Pour une fois, son armée était positionnée exactement comme il l'avait ordonné, et formait un assortiment bleu et blanc de petits soldats bien rangés à l'ouest de la plaine.

En revanche, à l'est, étaient réunis un regroupement hasardeux de soldats aux uniformes variés qui avaient refusé de porter l'uniforme choisi par la coalition, par profond nationalisme.

Le Corse haussa un sourcil en se concentrant sur eux. Ils paraissaient dispersés. Si seulement cette longue-vue permettait aussi d'entendre...

- D'toutes façons, les hongrois comme vous, ça sait même pas se battre!!

- On avait pas le choix, c'est pas de notre faute si les sales Autrichiens de votre race ont toujours besoin de notre aide!! C'était comme 'y a cinquante ans!! Vous savez pas vous battre seuls!! Sale couards!!

- Et le couard, tu veux le voir te foutre un poing dans la gueule!!??!

- Je proteste, nous aussi nous avons été enrôlés de force!! s'écria un polonais.

- Quand on a même pas de pays et même pas de souverain, on la ferme!!

- Et à cause de qui??! Vous nous avez tout pris, sales chiens d'Autrichiens!!

Et ça y est, l'un avait sauté sur l'autre, la baston s'était engagée sans attendre l'ennemi pour s'amuser. Les russes, à qui tout ce beau monde était aussi mélangé, ne comprenaient rien non plus.

Du côté français, on voyait ça de loin, et on était perdu, sauf Junot qui s'était mis à rire aux éclats et qui était bien le seul. Murat, à ses côtés, était effaré et ne savait pas quelle manœuvre engager. En fait, tous étaient égarés et ne se souvenaient même plus des ordres de leur empereur. Ah, ils étaient beaux les maréchaux d'Empire. Seul Ney, qui voyait la scène sous un autre angle, se massa les yeux puis préconisa à ses soldats de se retirer un peu en arrière.

Et un homme quelconque cria, et tout commença.

- À gauche, Murat, marmonna l'empereur. Ah, mais quel idiot!!!

Lorsque la bataille fut engagée, ce fut un vrai brouhaha, et pas qu'à cause du combat. Entre les polonais et les autrichiens qui se battaient entre eux et les français qui confondaient leur droite et leur gauche et fonçaient dans le tas, ah, c'était beau, Austerlitz.

Napoléon soupira. Encore une fois, des heures de réflexion pour une stratégie que presque aucun n'aura pu suivre. Il n'avait plus qu'à compter sur sa bonne étoile.

~ ☘ ~

La bataille avait été un vrai carnage, un vrai bordel aussi, mais avait tout de même décrétée victoire française. Mais ne nous penchons pas là-dessus ; allons plutôt voir la tente de l'empereur, qui y tournait en rond depuis déjà une bonne heure.

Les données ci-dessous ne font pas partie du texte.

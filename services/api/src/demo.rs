use crate::infra::{
    InMemoryAlertRepository, InMemoryOrderRepository, InMemoryReportRepository,
    InMemoryReputationLedger, LoggingPublisher,
};
use clap::Args;
use std::sync::Arc;

use majisoko::alerts::{AlertActor, AlertService, AlertType, FeedbackPolicy, ScoutProfile, ScoutRole};
use majisoko::error::AppError;
use majisoko::identity::{ProductId, UserId, VendorId, ZoneId};
use majisoko::marketplace::{
    LineItemRequest, OrderActor, OrderPolicy, OrderService, OrderStatus, PaymentOutcome,
    PaymentProvider, ProductSnapshot, VendorSnapshot,
};
use majisoko::reports::{BountyPolicy, GeoPoint, ReportService, ReportType};

#[derive(Args, Debug, Default)]
pub(crate) struct DemoArgs {
    /// Skip the order lifecycle portion of the demo.
    #[arg(long)]
    pub(crate) skip_orders: bool,
    /// Skip the supply alert portion of the demo.
    #[arg(long)]
    pub(crate) skip_alerts: bool,
    /// Skip the citizen report portion of the demo.
    #[arg(long)]
    pub(crate) skip_reports: bool,
}

fn demo_vendor() -> VendorSnapshot {
    VendorSnapshot {
        id: VendorId("ven-mikocheni".to_string()),
        owner: UserId("usr-owner".to_string()),
        is_active: true,
        is_verified: true,
        delivery_fee: 1_500,
        min_order: 10_000,
        products: vec![ProductSnapshot {
            id: ProductId("prd-jerrycan".to_string()),
            name: "20L jerrycan".to_string(),
            unit_price: 5_000,
            is_available: true,
        }],
    }
}

fn demo_scout() -> ScoutProfile {
    ScoutProfile {
        id: UserId("usr-scout".to_string()),
        role: ScoutRole::Scout,
        is_verified: true,
        reputation: 450,
    }
}

pub(crate) fn run_demo(args: DemoArgs) -> Result<(), AppError> {
    let publisher = Arc::new(LoggingPublisher::default());
    let ledger = Arc::new(InMemoryReputationLedger::default());

    println!("Majisoko platform demo");

    if !args.skip_orders {
        run_order_walkthrough(publisher.clone(), ledger.clone())?;
    }
    if !args.skip_alerts {
        run_alert_walkthrough(publisher.clone(), ledger.clone())?;
    }
    if !args.skip_reports {
        run_report_walkthrough(publisher.clone(), ledger.clone())?;
    }

    println!("\n{} notifications dispatched in total", publisher.events().len());
    Ok(())
}

fn run_order_walkthrough(
    publisher: Arc<LoggingPublisher>,
    ledger: Arc<InMemoryReputationLedger>,
) -> Result<(), AppError> {
    let service = OrderService::new(
        Arc::new(InMemoryOrderRepository::default()),
        publisher,
        ledger,
        OrderPolicy::default(),
    );
    let vendor = demo_vendor();
    let customer = UserId("usr-asha".to_string());

    println!("\nOrder lifecycle walkthrough");
    let record = service
        .place(
            customer.clone(),
            &vendor,
            &[LineItemRequest {
                product_id: ProductId("prd-jerrycan".to_string()),
                quantity: 4,
            }],
        )
        .map_err(AppError::workflow)?;
    let id = record.order.id.clone();
    println!(
        "- placed {}: subtotal {} + delivery {} + fee {} = {}",
        id.0,
        record.order.subtotal,
        record.order.delivery_fee,
        record.order.platform_fee,
        record.order.total
    );

    let accepted = service
        .accept(&id, &OrderActor::Vendor(vendor.id.clone()))
        .map_err(AppError::workflow)?;
    println!("- vendor accepted, status {}", accepted.order.status.label());

    let paid = service
        .record_payment(&id, PaymentProvider::Mpesa, PaymentOutcome::Completed)
        .map_err(AppError::workflow)?;
    let escrow = paid
        .payment
        .as_ref()
        .map(|payment| payment.escrow.label())
        .unwrap_or("none");
    println!("- payment completed, escrow {escrow}");

    for status in [
        OrderStatus::Preparing,
        OrderStatus::OutForDelivery,
        OrderStatus::Delivered,
    ] {
        let moved = service
            .update_status(&id, status)
            .map_err(AppError::workflow)?;
        println!("- status {}", moved.order.status.label());
    }

    let confirmed = service
        .confirm_delivery(&id, &OrderActor::Customer(customer.clone()))
        .map_err(AppError::workflow)?;
    let escrow = confirmed
        .payment
        .as_ref()
        .map(|payment| payment.escrow.label())
        .unwrap_or("none");
    println!("- customer confirmed delivery, escrow {escrow}");

    let rating = service
        .rate(&id, &OrderActor::Customer(customer), 5, None)
        .map_err(AppError::workflow)?;
    println!(
        "- rated 5 stars, vendor average {:.2} over {} rating(s)",
        rating.average, rating.count
    );
    Ok(())
}

fn run_alert_walkthrough(
    publisher: Arc<LoggingPublisher>,
    ledger: Arc<InMemoryReputationLedger>,
) -> Result<(), AppError> {
    let service = AlertService::new(
        Arc::new(InMemoryAlertRepository::default()),
        publisher,
        ledger.clone(),
        FeedbackPolicy::default(),
    );
    let scout = demo_scout();
    let zone = ZoneId("zn-kinondoni".to_string());

    println!("\nSupply alert walkthrough");
    let record = service
        .post(zone, &scout, AlertType::IncomingSupply, None, Some(180))
        .map_err(AppError::workflow)?;
    let id = record.alert.id.clone();
    println!(
        "- {} posted with confidence {:.2}",
        id.0, record.alert.confidence
    );

    let mut latest = record;
    for _ in 0..3 {
        latest = service
            .submit_feedback(&id, true)
            .map_err(AppError::workflow)?;
    }
    println!(
        "- after {} accurate votes: score {:.2}, status {}",
        latest.alert.feedback_count,
        latest.alert.feedback_score.unwrap_or(0.0),
        latest.alert.status.label()
    );
    println!("- scout reputation balance {}", ledger.balance(&scout.id));

    let second = service
        .post(
            ZoneId("zn-temeke".to_string()),
            &scout,
            AlertType::Outage,
            None,
            None,
        )
        .map_err(AppError::workflow)?;
    let cancelled = service
        .cancel(&second.alert.id, &AlertActor::Scout(scout.id))
        .map_err(AppError::workflow)?;
    println!(
        "- {} cancelled by its scout, status {}",
        cancelled.alert.id.0,
        cancelled.alert.status.label()
    );
    Ok(())
}

fn run_report_walkthrough(
    publisher: Arc<LoggingPublisher>,
    ledger: Arc<InMemoryReputationLedger>,
) -> Result<(), AppError> {
    let service = ReportService::new(
        Arc::new(InMemoryReportRepository::default()),
        publisher,
        ledger.clone(),
        BountyPolicy::default(),
    );

    println!("\nCitizen report walkthrough");
    let base = GeoPoint {
        longitude: 39.2695,
        latitude: -6.8235,
    };
    let reporters = ["usr-amina", "usr-baraka", "usr-chiku"];
    let mut last = None;
    for (index, name) in reporters.iter().enumerate() {
        let location = GeoPoint {
            longitude: base.longitude,
            latitude: base.latitude + index as f64 * 0.0004,
        };
        let record = service
            .file(
                UserId(name.to_string()),
                ReportType::BurstPipe,
                location,
                Some("water gushing from the main".to_string()),
            )
            .map_err(AppError::workflow)?;
        println!(
            "- {} filed by {}: status {}, corroborating count {}",
            record.report.id.0,
            name,
            record.report.status.label(),
            record.report.verified_count
        );
        last = Some(record);
    }

    if let Some(record) = last {
        let resolved = service
            .resolve(
                &record.report.id,
                UserId("usr-admin".to_string()),
                "utility crew repaired the main".to_string(),
            )
            .map_err(AppError::workflow)?;
        println!(
            "- {} resolved, bounty of {} paid: {}",
            resolved.report.id.0,
            resolved.report.bounty_amount,
            resolved.report.bounty_paid
        );
        println!(
            "- reporter reputation balance {}",
            ledger.balance(&resolved.report.reporter)
        );
    }
    Ok(())
}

Il avait été chanceux, et n'avait perdu aucun de ses proches. En particulier Junot, qui s'était élancé comme un fou dans la bataille... Pour ne rien changer. Dieu sois loué, il n'avait même pas une égratignure. C'était un véritable miracle. Déjà, quel abruti était-il pour l'avoir rejoint à la guerre... d'un côté, cela le terrifiait, que Junot soit capable de faire Lisbonne-Austerlitz seul en cheval pour le rejoindre, mais de l'autre, il était flatté. Il sourit en coin. Que n'était-il pas fou...

Il était si concentré dans ses cent pas qu'il ne remarqua pas Murat entrer dans sa tente. Celui-ci était encore vêtu de son uniforme, sans aucune tâche, comme au début de la bataille. Néanmoins, sa mine n'était plus aussi enjouée. Il fixait le sol, dépité comme s'il ressentait le poids des morts sur ses épaules.